Since 2017, when I first wrote about this threat to American democracy with the above citations, the movement has only grown.
Plug “convention of states” into a search engine and the first half-dozen pages that come up exclusively talk in glowing terms about the project. Few are sounding the alarm about this effort to reinvent America from the top down (the Constitution) and the bottom up (state legislatures).
Since then they’ve been rehearsing the project every year, training Republican state legislators, and funding PR efforts and talk radio hosts to bring their new far-right Constitution into being.
This isn’t the first time the billionaire class has tried to seize control of America, although the last time they made a serious effort they were stopped in their tracks by President Franklin D. Roosevelt and his Vice President Henry Wallace.
On April 9, 1944, at the height of the war against fascist Germany and Japan, the New York Times published an op-ed by Vice President Henry Wallace discussing explicitly this issue of very wealthy people setting out to take over our government.

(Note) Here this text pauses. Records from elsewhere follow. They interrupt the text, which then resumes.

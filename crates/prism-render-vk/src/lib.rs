// SPDX-License-Identifier: CEPL-1.0
#![deny(unsafe_op_in_unsafe_fn)]
//! Vulkan implementation of [`prism_render::Driver`] on top of `ash`.
//!
//! The loader is opened at runtime, so a machine without Vulkan still
//! starts; it simply reports no presentation support.

mod record;

use ash::khr::{surface, swapchain};
use ash::{vk, Entry, Instance};
use prism_render::{AppInfo, ClearTarget, Driver, DriverResult, SubmitDesc, SwapchainDesc};
use raw_window_handle::{RawDisplayHandle, RawWindowHandle};
use std::ffi::{CStr, CString};
use tracing::{debug, info, warn};

const NOT_READY: vk::Result = vk::Result::ERROR_INITIALIZATION_FAILED;

pub struct VkDriver {
    entry: Option<Entry>,
    instance: Option<Instance>,
    surface_loader: Option<surface::Instance>,
    device: Option<ash::Device>,
    swapchain_loader: Option<swapchain::Device>,
}

impl Default for VkDriver {
    fn default() -> Self {
        Self::new()
    }
}

impl VkDriver {
    /// Opens the system Vulkan loader. Failure is logged, not returned.
    pub fn new() -> Self {
        // SAFETY: loading the library runs no Vulkan code besides its init.
        let entry = match unsafe { Entry::load() } {
            Ok(e) => Some(e),
            Err(e) => {
                warn!("Vulkan loader unavailable: {e}");
                None
            }
        };
        VkDriver {
            entry,
            instance: None,
            surface_loader: None,
            device: None,
            swapchain_loader: None,
        }
    }

    fn entry(&self) -> DriverResult<&Entry> {
        self.entry.as_ref().ok_or(vk::Result::ERROR_INCOMPATIBLE_DRIVER)
    }

    fn instance(&self) -> DriverResult<&Instance> {
        self.instance.as_ref().ok_or(NOT_READY)
    }

    fn surface_loader(&self) -> DriverResult<&surface::Instance> {
        self.surface_loader.as_ref().ok_or(NOT_READY)
    }

    fn device(&self) -> DriverResult<&ash::Device> {
        self.device.as_ref().ok_or(NOT_READY)
    }

    fn swapchain_loader(&self) -> DriverResult<&swapchain::Device> {
        self.swapchain_loader.as_ref().ok_or(NOT_READY)
    }

    fn with_device(&self, what: &str, f: impl FnOnce(&ash::Device)) {
        match &self.device {
            Some(d) => f(d),
            None => warn!("{what} after the device was destroyed"),
        }
    }
}
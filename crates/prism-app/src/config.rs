// SPDX-License-Identifier: CEPL-1.0
use prism_render::RenderConfig;
use serde::Deserialize;

#[derive(Debug, Clone, Deserialize, PartialEq)]
#[serde(default)]
pub struct WindowCfg {
    pub width: u32,
    pub height: u32,
    pub title: String,
}

impl Default for WindowCfg {
    fn default() -> Self {
        WindowCfg {
            width: 640,
            height: 480,
            title: "prism".to_owned(),
        }
    }
}

#[derive(Debug, Clone, Deserialize, Default, PartialEq, Eq)]
#[serde(default)]
pub struct LogCfg {
    /// `tracing` filter directive, e.g. `"prism_render=debug"`.
    pub filter: Option<String>,
}

/// Contents of `prism.toml`. Every section and key is optional.
#[derive(Debug, Clone, Deserialize, Default, PartialEq)]
#[serde(default)]
pub struct AppCfg {
    pub window: WindowCfg,
    pub render: RenderConfig,
    pub log: LogCfg,
}

#[cfg(test)]
mod tests {
    use super::*;
    use prism_render::VsyncMode;

    #[test]
    fn empty_file_is_all_defaults() {
        let cfg: AppCfg = toml::from_str("").unwrap();
        assert_eq!(cfg, AppCfg::default());
        assert_eq!(cfg.window.width, 640);
        assert_eq!(cfg.render.desired_image_count, 2);
        assert_eq!(cfg.render.frames_in_flight, 1);
        assert!(!cfg.render.fence_starts_signaled);
        assert!(cfg.render.render_pass);
    }

    #[test]
    fn partial_sections_keep_other_defaults() {
        let cfg: AppCfg = toml::from_str(
            r#"
            [window]
            title = "demo"

            [render]
            vsync_mode = "fifo"
            frames_in_flight = 2
            clear_color = [1.0, 0.0, 0.0, 1.0]

            [log]
            filter = "debug"
            "#,
        )
        .unwrap();
        assert_eq!(cfg.window.title, "demo");
        assert_eq!(cfg.window.height, 480);
        assert_eq!(cfg.render.vsync_mode, VsyncMode::Fifo);
        assert_eq!(cfg.render.frames_in_flight, 2);
        assert_eq!(cfg.render.clear_color, [1.0, 0.0, 0.0, 1.0]);
        assert_eq!(cfg.render.app_name, "prism");
        assert_eq!(cfg.log.filter.as_deref(), Some("debug"));
    }

    #[test]
    fn unknown_vsync_mode_is_rejected() {
        let r: Result<AppCfg, _> = toml::from_str("[render]\nvsync_mode = \"immediate\"\n");
        assert!(r.is_err());
    }
}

Wallace spoke directly to the danger of multimillionaire and corporate power, defining right-wing industrialists as people “who in case of conflict put money and power ahead of human beings.”
He added, “in their search for money and power [they] are ruthless and deceitful. … They… follow power and the dollar wherever they may lead.”
In his strongest indictment of that day’s equivalent of today’s billionaire class, Wallace wrote:
“They claim to be super-patriots, but they would destroy every liberty guaranteed by the Constitution. They demand free enterprise, but are the spokesmen for monopoly and vested interest. Their final objective toward which all their deceit is directed is to capture political power so that, using the power of the state and the power of the market simultaneously, they may keep the common man in eternal subjection.”
As Wallace’s president, Franklin D. Roosevelt said when accepting his party’s re-nomination in 1936 in Philadelphia:
“[O]ut of this modern civilization, economic royalists [have] carved new dynasties…. It was natural and perhaps human that the privileged princes of these new economic dynasties, thirsting for power, reached out for control over government itself. They created a new despotism and wrapped it in the robes of legal sanction.”
We stand at a time similar to what Roosevelt and Wallace confronted in their battles with the morbidly rich during the Great Depression and World War II.
This time, however, the Supreme Court (Citizens United) has given American billionaires the power to spend unlimited amounts of money to own politicians and demand behavior from them so outrageous that they’d even lie on live TV and deny science itself.
The billionaire right’s behavior today eerily parallels the day in 1936 when Roosevelt said, “In vain they seek to hide behind the flag and the Constitution. In their blindness they forget what the flag and the Constitution stand for.”
President Roosevelt and Vice President Wallace’s warnings have come full circle. It’s critical that we call out these economic royalists for what they’re doing, and not let them and their minions rewrite our Constitution.